Rilis tersebut lebih tinggi dari konsensus pasar yang dihimpun CNBC Indonesia memperkirakan inflasi secara bulanan sebesar 0,44%. Sedangkan inflasi tahunan 'diramal' 4,15%.
Kenaikan inflasi tersebut juga lebih tinggi dari konsensus Trading Economics sebesar 4,17%, tetapi jika dilihat inflasi inti justru lebih rendah.
BPS melaporkan inflasi inti tumbuh 2,63% (yoy) dari sebelumnya 2,58% (yoy), sementara konsensus di Trading Economics memperkirakan sebesar 2,72% (yoy).
Hal ini bisa menjadi sinyal jika daya beli masyarakat mulai tergerus akibat kenaikan inflasi, yang tentunya berdampak buruk bagi perekonomian.
Penurunan daya beli tersebut terjadi akibat inflasi kelompok volatile yang menembus 2,51% (mtm) dan 10,07% (yoy). Level tersebut menjadi yang tertinggi sejak Desember 2014 atau 7,5 tahun terakhir. Jika dilihat lagi inflasi volatile meroket di item bahan makanan yang mencapai 2,3% (mtm) dan 9,57% (yoy).
Inflasi Indonesia diperkirakan belum akan mereda pada paruh kedua tahun ini. Pemulihan ekonomi dalam negeri akan mendorong sisi permintaan sehingga tekanan inflasi, terutama inflasi inti akan meningkat.

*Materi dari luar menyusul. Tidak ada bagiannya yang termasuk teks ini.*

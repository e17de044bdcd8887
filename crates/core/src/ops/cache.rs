use crate::context::ScanContext;
use crate::error::Result;
use crate::notify::Notifier;
use crate::parent::Parent;
use crate::scanner::{Items, Scanner, ScannerHandle};
use std::cell::RefCell;
use std::rc::Rc;
use tracing::instrument;

type Slot<T> = Rc<RefCell<Option<Rc<[T]>>>>;

/// Memoizes the parent's items.
///
/// The first scan after construction or invalidation pulls the parent to
/// completion and stores the result; later scans replay it without touching
/// the parent. The slot is cleared by [`invalidate`](Self::invalidate) and by
/// any collection change the parent raises.
///
/// The stored items are shared by every context: a scan with a different
/// context still replays what the first scan produced.
///
/// Only a fault-free pull is stored. If the parent yields any `Err` element,
/// the scan yields that one error and none of the items pulled before it,
/// nothing is stored, and every later scan pulls the parent again until a
/// pull completes cleanly.
pub struct Cache<T> {
    parent: Parent<T>,
    slot: Slot<T>,
    notifier: Notifier,
}
impl<T: 'static> Cache<T> {
    pub fn new(parent: ScannerHandle<T>) -> Self {
        let notifier = Notifier::new();
        let slot: Slot<T> = Rc::default();
        let hooked = Rc::clone(&slot);
        let parent = Parent::with_hook(parent, &notifier, move |event| {
            if event.is_collection_changed() && hooked.borrow_mut().take().is_some() {
                tracing::trace!("Invalidating cache after parent collection change");
            }
        });
        Self { parent, slot, notifier }
    }
}
impl<T> Cache<T> {
    /// Drop the stored items. Idempotent.
    pub fn invalidate(&self) {
        if self.slot.borrow_mut().take().is_some() {
            tracing::trace!("Invalidating cache");
        }
    }

    pub fn is_materialized(&self) -> bool {
        self.slot.borrow().is_some()
    }

    /// The stored items, if any.
    pub fn items(&self) -> Option<Rc<[T]>> {
        self.slot.borrow().clone()
    }

    pub fn parent(&self) -> &ScannerHandle<T> {
        self.parent.scanner()
    }
}
impl<T: Clone> Cache<T> {
    /// Return the stored items, pulling and storing the parent's items first
    /// if the slot is empty.
    ///
    /// A parent fault is returned as-is and leaves the slot empty.
    #[instrument(level = "trace", skip_all)]
    pub fn materialize(&self, context: &ScanContext) -> Result<Rc<[T]>> {
        if let Some(items) = self.items() {
            tracing::trace!(len = items.len(), "Cache hit");
            return Ok(items);
        }
        let items: Rc<[T]> = self.parent.items_or_empty(context).collect::<Result<Vec<T>>>()?.into();
        tracing::trace!(len = items.len(), "Cache miss; materialized parent");
        *self.slot.borrow_mut() = Some(Rc::clone(&items));
        Ok(items)
    }
}

impl<T: Clone + 'static> Scanner<T> for Cache<T> {
    fn scan<'a>(self: Rc<Self>, context: &'a ScanContext) -> Items<'a, T> {
        match self.materialize(context) {
            Ok(items) => Box::new((0..items.len()).map(move |index| Ok(items[index].clone()))),
            Err(e) => Box::new(std::iter::once(Err(e))),
        }
    }

    fn notifier(&self) -> &Notifier {
        &self.notifier
    }

    fn as_cache(&self) -> Option<&Cache<T>> {
        Some(self)
    }
}

#[cfg(test)]
mod tests {
    use super::*;
    use crate::mock::MockScanner;
    use crate::notify::tests::Recorder;
    use crate::notify::{CollectionAction, Event};

    fn cached(items: Vec<i32>) -> (Rc<MockScanner<i32>>, Rc<Cache<i32>>) {
        let mock = Rc::new(MockScanner::new(items));
        let cache = Rc::new(Cache::new(ScannerHandle::from(Rc::clone(&mock))));
        (mock, cache)
    }

    #[test]
    fn test_one_pull_per_epoch() {
        let (mock, cache) = cached(vec![1, 2, 3]);
        let handle = ScannerHandle::from(Rc::clone(&cache));
        let ctx = ScanContext::new();
        assert_eq!(handle.collect(&ctx).unwrap(), vec![1, 2, 3]);
        assert_eq!(handle.collect(&ctx).unwrap(), vec![1, 2, 3]);
        assert_eq!(mock.pulls(), 1);
    }

    #[test]
    fn test_replays_same_array_across_contexts() {
        let (mock, cache) = cached(vec![1, 2]);
        let first = cache.materialize(&ScanContext::new()).unwrap();
        mock.set_items([7, 8, 9]);
        let second = cache.materialize(&ScanContext::new()).unwrap();
        assert!(Rc::ptr_eq(&first, &second));
        assert_eq!(&*second, &[1, 2]);
    }

    #[test]
    fn test_invalidate_repulls() {
        let (mock, cache) = cached(vec![1]);
        let handle = ScannerHandle::from(Rc::clone(&cache));
        let ctx = ScanContext::new();
        handle.collect(&ctx).unwrap();
        cache.invalidate();
        cache.invalidate();
        assert!(!cache.is_materialized());
        mock.set_items([2]);
        assert_eq!(handle.collect(&ctx).unwrap(), vec![2]);
        assert_eq!(mock.pulls(), 2);
    }

    #[test]
    fn test_parent_collection_change_invalidates_before_reraise() {
        let (mock, cache) = cached(vec![1]);
        cache.materialize(&ScanContext::new()).unwrap();

        let observed = Rc::new(RefCell::new(Vec::new()));
        let (sink, watched) = (Rc::clone(&observed), Rc::clone(&cache));
        let _subscription = cache.notifier().subscribe(move |_| sink.borrow_mut().push(watched.is_materialized()));
        let recorder = Recorder::on(cache.notifier());

        mock.raise(&Event::CollectionChanged(CollectionAction::Add));
        assert_eq!(*observed.borrow(), vec![false]);
        assert_eq!(recorder.collection_changes(), vec![CollectionAction::Reset]);
        cache.materialize(&ScanContext::new()).unwrap();
        assert_eq!(mock.pulls(), 2);
    }

    #[test]
    fn test_parent_property_change_keeps_items() {
        let (mock, cache) = cached(vec![1]);
        cache.materialize(&ScanContext::new()).unwrap();
        let recorder = Recorder::on(cache.notifier());
        mock.raise(&Event::property("Name"));
        assert!(cache.is_materialized());
        assert_eq!(recorder.properties(), vec!["Parent"]);
    }

    #[test]
    fn test_faults_are_not_cached() {
        let mock = Rc::new(MockScanner::new([1, 2, 3]).with_fault_at(1));
        let cache = Rc::new(Cache::new(ScannerHandle::from(Rc::clone(&mock))));
        let handle = ScannerHandle::from(Rc::clone(&cache));
        let ctx = ScanContext::new();

        // The good item before the fault is dropped along with everything after it.
        for _ in 0..2 {
            let results: Vec<_> = handle.scan(&ctx).collect();
            assert_eq!(results.len(), 1);
            assert!(results[0].is_err());
            assert!(!cache.is_materialized());
        }
        assert_eq!(mock.pulls(), 2);

        mock.clear_fault();
        assert_eq!(handle.collect(&ctx).unwrap(), vec![1, 2, 3]);
        assert_eq!(handle.collect(&ctx).unwrap(), vec![1, 2, 3]);
        assert_eq!(mock.pulls(), 3);
    }
}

Margo mengingatkan pemerintah juga akan menaikkan tarif dasar listrik untuk kalangan menengah ke atas mulai Juli sehingga inflasi pada kelompok harga diatur pemerintah bisa merangkak naik. Indonesia juga akan mengawali musim ajaran baru pada Juli-Agustus yang bisa mendongkrak inflasi.
Data BPS juga menunjukkan Indeks Harga Perdagangan Besar (IHPB) untuk komoditas impor dan berbahan baku impor mengalami peningkatan yang persisten. Termasuk di dalamnya adalah tepung terigu dan bubuk urea. IHPB industri mencapai 0,37% (mtm) dan 5,39 (yoy), IHPB pada pertanian 1,96% (mtm) dan 2,95% (yoy).
"Dampak dari pembatasan ekspor (sejumlah negara) sudah mulai sampai ke kita tetapi masih pada level perdagangan besar. Belum sampai ke konsumen," tutur Margo.